Such was the Maid, that in the morn of youth,
In virgin innocence, in Nature's pride,
Blest with each art that owes its charm to truth,
Sunk in her Father's fond embrace, and died.
He weeps: Oh venerate the holy tear:
Faith lends her aid to ease affliction's load;
The Parent mourns his Child upon her bier,
The Christian yields an Angel to his God.

139

EPITAPH III. ON JOHN DEALTRY, M. D.

IN THE CATHEDRAE OF YORK.

Here o'er the tomb, where Dealtry's ashes sleep,
See Health, in emblematic anguish weep!
She drops her faded wreath; “No more,” she cries,
“Let languid mortals, with beseeching eyes,
“Implore my feeble aid: it fail'd to save
“My own and Nature's guardian from the grave.”
 

This inscription alludes to the design of the sculpture, which is a figure of Health, with her ancient insignia, in alto relievo, dropping a chaplet on the side of a monumental urn.


140

EPITAPH IV. ON MRS. TATTON,

IN THE CHURCH OF WITHENSHAW IN CHESHIRE.

If e'er on earth true happiness were found
'Twas thine, blest Shade! that happiness to prove;
A father's fondest wish thy duty crown'd,
Thy softer virtues fix'd a husband's love.
Ah! when he led thee to the nuptial fane,
How smil'd the morning with auspicious rays!
How triumph'd Youth, and Beauty, in thy train,
And flatt'ring Health that promis'd length of days!
Heav'n join'd your hearts. Three pledges of your joy
Were giv'n, in thrice the years revolving round—
Here, Reader! pause; and own, with pitying eye,
That “not on earth true happiness is found.”

141

EPITAPH V. ON MR. GRAY,

IN WESTMINSTER ABBEY.

No more the Grecian Muse unrivall'd reigns,
To Britain let the nations homage pay;
She felt a Homer's fire in Milton's strains,
A Pindar's rapture from the lyre of Gray.
 

The cenotaph is placed immediately under that of Milton, and represents, in alto relievo, a female figure with a lyre, as emblematical of the higher kinds of poetry, pointing with one hand to the bust above, and supporting with the other a medallion, on which is a profile head inscribed, “Thomas Gray.” On the plinth is the following date; “He died July 31, 1771.”

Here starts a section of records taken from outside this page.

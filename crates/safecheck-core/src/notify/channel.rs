use async_trait::async_trait;

use super::{PushMessage, PushTarget};
use crate::error::DeliveryError;

/// A push transport. Implementations are stateless between calls.
#[async_trait]
pub trait PushChannel: Send + Sync {
    /// Unique identifier (e.g. "fcm", "log").
    fn name(&self) -> &str;

    /// Send one message to one target. Returns the provider's message id.
    async fn send(&self, target: &PushTarget, message: &PushMessage)
        -> Result<String, DeliveryError>;
}

/// Writes every message to the log and reports success.
///
/// Used when no push credentials are configured.
#[derive(Debug, Default, Clone)]
pub struct LogChannel;

#[async_trait]
impl PushChannel for LogChannel {
    fn name(&self) -> &str {
        "log"
    }

    async fn send(
        &self,
        target: &PushTarget,
        message: &PushMessage,
    ) -> Result<String, DeliveryError> {
        tracing::info!(
            target_label = target.label(),
            title = %message.title,
            channel = %message.android_channel,
            "push (log channel)"
        );
        Ok(format!("log:{}", target.label()))
    }
}

#[cfg(test)]
mod tests {
    use super::*;

    #[tokio::test]
    async fn log_channel_always_succeeds() {
        let id = LogChannel
            .send(
                &PushTarget::Topic("org_1_alerts".into()),
                &PushMessage::snooze_reminder(1, 1, 2),
            )
            .await
            .unwrap();
        assert_eq!(id, "log:org_1_alerts");
    }
}
use crate::alert::{Alert, AlertEngine, AlertStatus, AlertType, EscalationTarget, RaiseContext};
use crate::checkin::{
    CheckIn, DayStats, MobileCheckIn, MobileStatus, PinType, Transition, MAX_SNOOZES,
};
use crate::clock::Clock;
use crate::credential::{PinClass, PinHashes, PinVerifier, UserProfile};
use crate::error::{ConflictError, CoreError, Result, ValidationError};
use crate::events::{self, Event};
use crate::notify::{
    Device, DispatcherConfig, NotificationDispatcher, Platform, PushChannel,
};
use crate::resolution::{CallOutcome, CallResult, Moderator, ResolutionCoordinator};
use crate::scheduler::{Scheduler, SnoozeLog};
use crate::storage::{Config, SchedulerConfig};
use crate::store::{ResolveOutcome, SafetyStore};
use crate::timeline::{self, IncidentTimeline, ResolvedIncident};
use crate::timing::{NewTiming, SafetyTiming};

/// Wire response of `verify_pin`. Identical for safe and danger PINs.
#[derive(Debug, Clone, PartialEq, Eq, Serialize, Deserialize)]
pub struct VerifyResponse {
    pub checkin_id: i64,
    pub status: String,
    pub timestamp: DateTime<Utc>,
}

#[derive(Debug, Clone, PartialEq, Eq, Serialize, Deserialize)]
pub struct SnoozeResponse {
    pub checkin_id: i64,
    pub snooze_count: u8,
    pub remaining: u8,
}

/// The user's own view of a day. Safe and danger answers look the same.
#[derive(Debug, Clone, PartialEq, Serialize)]
pub struct TodayCheckins {
    pub date: NaiveDate,
    pub checkins: Vec<MobileCheckIn>,
    pub stats: DayStats,
}

pub struct SafetyService {
    store: Arc<dyn SafetyStore>,
    clock: Arc<dyn Clock>,
    verifier: PinVerifier,
    alerts: Arc<AlertEngine>,
    scheduler: Arc<Scheduler>,
    resolution: ResolutionCoordinator,
    scheduler_config: SchedulerConfig,
    verify_floor: Duration,
    background: Mutex<Vec<JoinHandle<()>>>,
}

The sculpture was executed by that eminent artist Mr. Bacon, in Newman-street, at the joint expense of Dr. James Browne, Master of Pembroke College, Cambridge; Richard Stonhewer, Esq. Auditor of Excise; and the Author.


142

EPITAPH VI. ON THOMAS FOUNTAYNE, ESQ.

ONLY SON OF THE DEAN OF YORK, IN THE CHURCH OF MELTON, YORKSHIRE.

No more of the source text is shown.